The Congress for Cultural Freedom and the Intercultural Publications program, emerged as the Foundation’s primary grant awardees during the 1950s. The Intercultural Publications program published journals around the world, including the Encounter (UK), das Monat (Germany), Solidarity (the Philippeans), Cuadernos del Congreso por la Libertad de la Cultura (Latin America), FORVM (Austria), and the China Quarterly (Global), as well as the Partisan Review, Kenyon Review, and New Leader in the United States. This platform gave “contemporary American writing and art” a stage, “not [to] defeat the leftist intellectuals in dialectical combat [but] to lure them away from their positions by aesthetic and rational persuasion” (McCarthy 1987). The Congress on Cultural Freedom (CCF) was broader in scope, organizing traveling art exhibitions, academic conferences, theater and dance performances, and academic exchanges. Other prominent supporters of the CCF were the MoMA, the Rockefeller Foundation, and the U.S. government. Conferences in Paris, Berlin, and Bellagio, led by anti-communist writers discussing notions of “modernity,” mass society, and mass cultures were funding by the CCF using Ford Foundation grants. Yet first and foremost, the CCF supported abstract expressionist artists including Jackson Pollack, Willem de Kooning, Robert Motherwell, and Mark Rothko. The CCF promoted abstract expressionism because of its apolitical stance; “free enterprise painting” as Nelson Rockefeller described it, contrasted sharply with socialist realism. The traveling New American Painting (1958), Modern Art in the United States (1955), and Masterpieces of the Twentieth Century (1952) exhibitions visited the major cities of Europe, while favorable reviews were printed by the Intercultural Publications. The CCF’s policy of cultural export also applied to the performing arts. Arts and humanities director McNeil Lowry, “perhaps the single most influential patron of the performing arts,” approved grants of $105,000 to the New York City Opera, $7.7 million to be shared by eight domestic ballet companies and $6.1 million to nonprofit repertory theaters (Roberts 2012).
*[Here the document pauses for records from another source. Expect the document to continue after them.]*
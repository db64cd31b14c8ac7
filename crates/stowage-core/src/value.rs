#![forbid(unsafe_code)]

//! Field values stored in observable objects.
//!
//! [`Value`] is the tagged variant every field holds. Plain data (`Null`
//! through `List`) is copied on write and compared structurally. Two variants
//! carry identity instead:
//!
//! - [`Value::Object`] holds a nested [`Observable`]; its mutations are
//!   forwarded to the containing object.
//! - [`Value::Opaque`] holds a non-reactive reference. It is never
//!   instrumented, and snapshots pass it through unchanged.

use std::any::Any;
use std::fmt;
use std::rc::Rc;

use crate::error::ReactiveError;
use crate::observable::Observable;
use crate::snapshot::Snapshot;

/// A reference stored by identity and never tracked for changes.
///
/// Cloning an `Opaque` clones the handle, not the referenced value.
#[derive(Clone)]
pub struct Opaque(Rc<dyn Any>);

impl Opaque {
    /// Wrap an owned value.
    #[must_use]
    pub fn new<T: Any>(value: T) -> Self {
        Self(Rc::new(value))
    }

    /// Wrap an existing shared value without copying it.
    #[must_use]
    pub fn from_rc<T: Any>(value: Rc<T>) -> Self {
        Self(value)
    }

    /// Recover the typed shared handle, if the value is a `T`.
    #[must_use]
    pub fn downcast<T: Any>(&self) -> Option<Rc<T>> {
        Rc::clone(&self.0).downcast::<T>().ok()
    }

    /// Borrow the value as a `T`, if it is one.
    #[must_use]
    pub fn downcast_ref<T: Any>(&self) -> Option<&T> {
        self.0.downcast_ref::<T>()
    }

    /// Whether two handles refer to the same allocation.
    #[must_use]
    pub fn ptr_eq(&self, other: &Self) -> bool {
        std::ptr::addr_eq(Rc::as_ptr(&self.0), Rc::as_ptr(&other.0))
    }
}

impl fmt::Debug for Opaque {
    fn fmt(&self, f: &mut fmt::Formatter<'_>) -> fmt::Result {
        f.write_str("Opaque(..)")
    }
}

/// A field value.
#[derive(Debug, Clone, Default)]
pub enum Value {
    #[default]
    Null,
    Bool(bool),
    Int(i64),
    Float(f64),
    Str(String),
    List(Vec<Value>),
    /// A nested observable object.
    Object(Observable),
    /// An immutable snapshot.
    Frozen(Snapshot),
    /// A non-reactive reference.
    Opaque(Opaque),
}

impl Value {
    /// Short name of the variant, used in error messages.
    #[must_use]
    pub const fn type_name(&self) -> &'static str {
        match self {
            Self::Null => "null",
            Self::Bool(_) => "bool",
            Self::Int(_) => "int",
            Self::Float(_) => "float",
            Self::Str(_) => "string",
            Self::List(_) => "list",
            Self::Object(_) => "object",
            Self::Frozen(_) => "snapshot",
            Self::Opaque(_) => "opaque",
        }
    }

    /// Clone with fresh copies of every nested object.
    #[must_use]
    pub fn deep_clone(&self) -> Self {
        match self {
            Self::Object(obj) => Self::Object(obj.deep_clone()),
            Self::List(items) => Self::List(items.iter().map(Self::deep_clone).collect()),
            other => other.clone(),
        }
    }

    #[must_use]
    pub const fn is_null(&self) -> bool {
        matches!(self, Self::Null)
    }

    #[must_use]
    pub const fn as_bool(&self) -> Option<bool> {
        match self {
            Self::Bool(b) => Some(*b),
            _ => None,
        }
    }

    #[must_use]
    pub const fn as_i64(&self) -> Option<i64> {
        match self {
            Self::Int(n) => Some(*n),
            _ => None,
        }
    }

    /// Numeric view; integers widen to `f64`.
    #[must_use]
    pub fn as_f64(&self) -> Option<f64> {
        match self {
            Self::Float(x) => Some(*x),
            Self::Int(n) => Some(*n as f64),
            _ => None,
        }
    }

    #[must_use]
    pub fn as_str(&self) -> Option<&str> {
        match self {
            Self::Str(s) => Some(s),
            _ => None,
        }
    }

    #[must_use]
    pub fn as_list(&self) -> Option<&[Value]> {
        match self {
            Self::List(items) => Some(items),
            _ => None,
        }
    }

    #[must_use]
    pub const fn as_object(&self) -> Option<&Observable> {
        match self {
            Self::Object(obj) => Some(obj),
            _ => None,
        }
    }

    #[must_use]
    pub const fn as_snapshot(&self) -> Option<&Snapshot> {
        match self {
            Self::Frozen(snap) => Some(snap),
            _ => None,
        }
    }

    #[must_use]
    pub const fn as_opaque(&self) -> Option<&Opaque> {
        match self {
            Self::Opaque(o) => Some(o),
            _ => None,
        }
    }
}

impl PartialEq for Value {
    fn eq(&self, other: &Self) -> bool {
        match (self, other) {
            (Self::Null, Self::Null) => true,
            (Self::Bool(a), Self::Bool(b)) => a == b,
            (Self::Int(a), Self::Int(b)) => a == b,
            (Self::Float(a), Self::Float(b)) => a == b,
            (Self::Str(a), Self::Str(b)) => a == b,
            (Self::List(a), Self::List(b)) => a == b,
            (Self::Object(a), Self::Object(b)) => a.ptr_eq(b),
            (Self::Frozen(a), Self::Frozen(b)) => a == b,
            (Self::Opaque(a), Self::Opaque(b)) => a.ptr_eq(b),
            _ => false,
        }
    }
}

macro_rules! impl_from_int {
    ($($t:ty),*) => {
        $(impl From<$t> for Value {
            fn from(n: $t) -> Self {
                Self::Int(i64::from(n))
            }
        })*
    };
}

impl_from_int!(i8, i16, i32, i64, u8, u16, u32);

impl From<bool> for Value {
    fn from(b: bool) -> Self {
        Self::Bool(b)
    }
}

impl From<f32> for Value {
    fn from(x: f32) -> Self {
        Self::Float(f64::from(x))
    }
}

impl From<f64> for Value {
    fn from(x: f64) -> Self {
        Self::Float(x)
    }
}

impl From<&str> for Value {
    fn from(s: &str) -> Self {
        Self::Str(s.to_owned())
    }
}

impl From<String> for Value {
    fn from(s: String) -> Self {
        Self::Str(s)
    }
}

impl From<Vec<Value>> for Value {
    fn from(items: Vec<Value>) -> Self {
        Self::List(items)
    }
}

impl From<Observable> for Value {
    fn from(obj: Observable) -> Self {
        Self::Object(obj)
    }
}

impl From<Snapshot> for Value {
    fn from(snap: Snapshot) -> Self {
        Self::Frozen(snap)
    }
}

impl From<Opaque> for Value {
    fn from(o: Opaque) -> Self {
        Self::Opaque(o)
    }
}

impl<T: Into<Value>> From<Option<T>> for Value {
    fn from(v: Option<T>) -> Self {
        v.map_or(Self::Null, Into::into)
    }
}

impl TryFrom<Value> for i64 {
    type Error = ReactiveError;

    fn try_from(v: Value) -> Result<Self, Self::Error> {
        v.as_i64()
            .ok_or_else(|| ReactiveError::mismatch("int", v.type_name()))
    }
}

impl TryFrom<Value> for f64 {
    type Error = ReactiveError;

    fn try_from(v: Value) -> Result<Self, Self::Error> {
        v.as_f64()
            .ok_or_else(|| ReactiveError::mismatch("float", v.type_name()))
    }
}

impl TryFrom<Value> for bool {
    type Error = ReactiveError;

    fn try_from(v: Value) -> Result<Self, Self::Error> {
        v.as_bool()
            .ok_or_else(|| ReactiveError::mismatch("bool", v.type_name()))
    }
}

impl TryFrom<Value> for String {
    type Error = ReactiveError;

    fn try_from(v: Value) -> Result<Self, Self::Error> {
        match v {
            Value::Str(s) => Ok(s),
            other => Err(ReactiveError::mismatch("string", other.type_name())),
        }
    }
}

impl TryFrom<Value> for Observable {
    type Error = ReactiveError;

    fn try_from(v: Value) -> Result<Self, Self::Error> {
        match v {
            Value::Object(obj) => Ok(obj),
            other => Err(ReactiveError::mismatch("object", other.type_name())),
        }
    }
}

impl TryFrom<Value> for Snapshot {
    type Error = ReactiveError;

    fn try_from(v: Value) -> Result<Self, Self::Error> {
        match v {
            Value::Frozen(snap) => Ok(snap),
            other => Err(ReactiveError::mismatch("snapshot", other.type_name())),
        }
    }
}

#[cfg(feature = "serde")]
impl serde::Serialize for Value {
    fn serialize<S: serde::Serializer>(&self, serializer: S) -> Result<S::Ok, S::Error> {
        match self {
            Self::Null | Self::Opaque(_) => serializer.serialize_none(),
            Self::Bool(b) => serializer.serialize_bool(*b),
            Self::Int(n) => serializer.serialize_i64(*n),
            Self::Float(x) => serializer.serialize_f64(*x),
            Self::Str(s) => serializer.serialize_str(s),
            Self::List(items) => serializer.collect_seq(items),
            Self::Object(obj) => obj.snapshot().serialize(serializer),
            Self::Frozen(snap) => snap.serialize(serializer),
        }
    }
}

#[cfg(test)]
mod tests {
    use super::*;

    #[test]
    fn conversions_round_trip_through_try_from() {
        assert_eq!(i64::try_from(Value::from(7)), Ok(7));
        assert_eq!(String::try_from(Value::from("hi")), Ok("hi".to_owned()));
        assert_eq!(bool::try_from(Value::from(true)), Ok(true));
        assert_eq!(f64::try_from(Value::from(2)), Ok(2.0));
    }

    #[test]
    fn try_from_reports_mismatch() {
        let err = i64::try_from(Value::from("nope")).unwrap_err();
        assert_eq!(err, ReactiveError::mismatch("int", "string"));
    }

    #[test]
    fn option_maps_none_to_null() {
        assert_eq!(Value::from(None::<i64>), Value::Null);
        assert_eq!(Value::from(Some(3)), Value::Int(3));
    }

    #[test]
    fn opaque_compares_by_identity() {
        let a = Opaque::new(vec![1, 2, 3]);
        let b = Opaque::new(vec![1, 2, 3]);
        assert_eq!(Value::from(a.clone()), Value::from(a.clone()));
        assert_ne!(Value::from(a), Value::from(b));
    }

    #[test]
    fn opaque_downcast() {
        let shared = Rc::new(String::from("ctx"));
        let o = Opaque::from_rc(Rc::clone(&shared));
        let back = o.downcast::<String>().expect("downcast to String");
        assert!(Rc::ptr_eq(&shared, &back));
        assert!(o.downcast::<i32>().is_none());
        assert_eq!(o.downcast_ref::<String>().map(String::as_str), Some("ctx"));
    }

    #[test]
    fn objects_compare_by_identity() {
        let a = Observable::new();
        let b = Observable::new();
        assert_eq!(Value::from(a.clone()), Value::from(a));
        assert_ne!(Value::from(b), Value::from(Observable::new()));
    }
}
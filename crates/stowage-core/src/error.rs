use thiserror::Error;

/// Errors raised by observable objects and value conversions.
#[derive(Debug, Clone, PartialEq, Eq, Error)]
pub enum ReactiveError {
    #[error("field `{key}` is computed and cannot be written")]
    ReadOnly { key: String },

    #[error("computed field `{key}` would shadow a stored field")]
    Shadowed { key: String },

    #[error("an observable cannot be stored inside itself (field `{key}`)")]
    SelfReference { key: String },

    #[error("expected {expected}, found {found}")]
    TypeMismatch {
        expected: &'static str,
        found: &'static str,
    },
}

impl ReactiveError {
    #[must_use]
    pub fn mismatch(expected: &'static str, found: &'static str) -> Self {
        Self::TypeMismatch { expected, found }
    }
}
#![forbid(unsafe_code)]

//! Named action handlers and their composition.
//!
//! An action receives the store it is called on (the Rust rendition of a
//! `this`-bound method) and its arguments, and may read or write any field,
//! call other actions, or reach the context and parent store.

use std::fmt;
use std::rc::Rc;

use indexmap::IndexMap;
use stowage_core::Value;

use crate::error::StoreError;
use crate::store::Store;

pub type ActionResult = Result<Value, StoreError>;

pub type ActionFn<C> = Rc<dyn Fn(&Store<C>, &[Value]) -> ActionResult>;

/// An ordered map of action names to handlers.
pub struct Actions<C> {
    handlers: IndexMap<String, ActionFn<C>>,
}

impl<C> Clone for Actions<C> {
    fn clone(&self) -> Self {
        Self {
            handlers: self.handlers.clone(),
        }
    }
}

impl<C> Default for Actions<C> {
    fn default() -> Self {
        Self {
            handlers: IndexMap::new(),
        }
    }
}

impl<C> fmt::Debug for Actions<C> {
    fn fmt(&self, f: &mut fmt::Formatter<'_>) -> fmt::Result {
        f.debug_set().entries(self.handlers.keys()).finish()
    }
}

impl<C> Actions<C> {
    #[must_use]
    pub fn new() -> Self {
        Self::default()
    }

    /// Add a handler. A later handler with the same name replaces the earlier.
    #[must_use]
    pub fn with<F>(mut self, name: impl Into<String>, handler: F) -> Self
    where
        F: Fn(&Store<C>, &[Value]) -> ActionResult + 'static,
    {
        self.handlers.insert(name.into(), Rc::new(handler));
        self
    }

    #[must_use]
    pub fn get(&self, name: &str) -> Option<&ActionFn<C>> {
        self.handlers.get(name)
    }

    #[must_use]
    pub fn contains(&self, name: &str) -> bool {
        self.handlers.contains_key(name)
    }

    pub fn names(&self) -> impl Iterator<Item = &str> {
        self.handlers.keys().map(String::as_str)
    }

    #[must_use]
    pub fn len(&self) -> usize {
        self.handlers.len()
    }

    #[must_use]
    pub fn is_empty(&self) -> bool {
        self.handlers.is_empty()
    }
}

/// Merge two action maps.
///
/// Every name from both maps is kept; for names present in both, the handler
/// from `a2` wins. Names keep the position of their first appearance.
#[must_use]
pub fn compose_actions<C>(a1: &Actions<C>, a2: &Actions<C>) -> Actions<C> {
    let mut merged = a1.clone();
    for (name, handler) in &a2.handlers {
        merged.handlers.insert(name.clone(), Rc::clone(handler));
    }
    merged
}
The target audiences for both projects were the “fellow-travelers” or Moscow sympathizers and European academics of the non-Communist Left. Ford Foundation consultant Richard Bissell (who would later became special assistant to CIA Director Allen Dulles) and Chairman John McCloy conducted a series of financial transactions which enabled Ford Foundation money to be funneled into CIA organized fronts and vice versa. A series of damning articles published in the late 1960s by the New York Times disclosed the origins of funding for the Intercultural Publications and the CCF, linking the Ford Foundation to the CIA, and tracing CIA money through Ford Foundation channels. Several longtime supporters, such as Encounter editor Stephan Spender, resigned from the project altogether.
Throughout the 1950s and 60s the Ford Foundation’s funding facilitated the CIA’s “long leash” policy in the cultural Cold War. Despite setbacks caused by the exposure of the Foundation’s ties to the CIA, many of the Foundation’s prominent figures, including Shepard Stone, continued to play an important role in transatlantic networking through organizations like the Aspen Institute and the International Association for Cultural Freedom.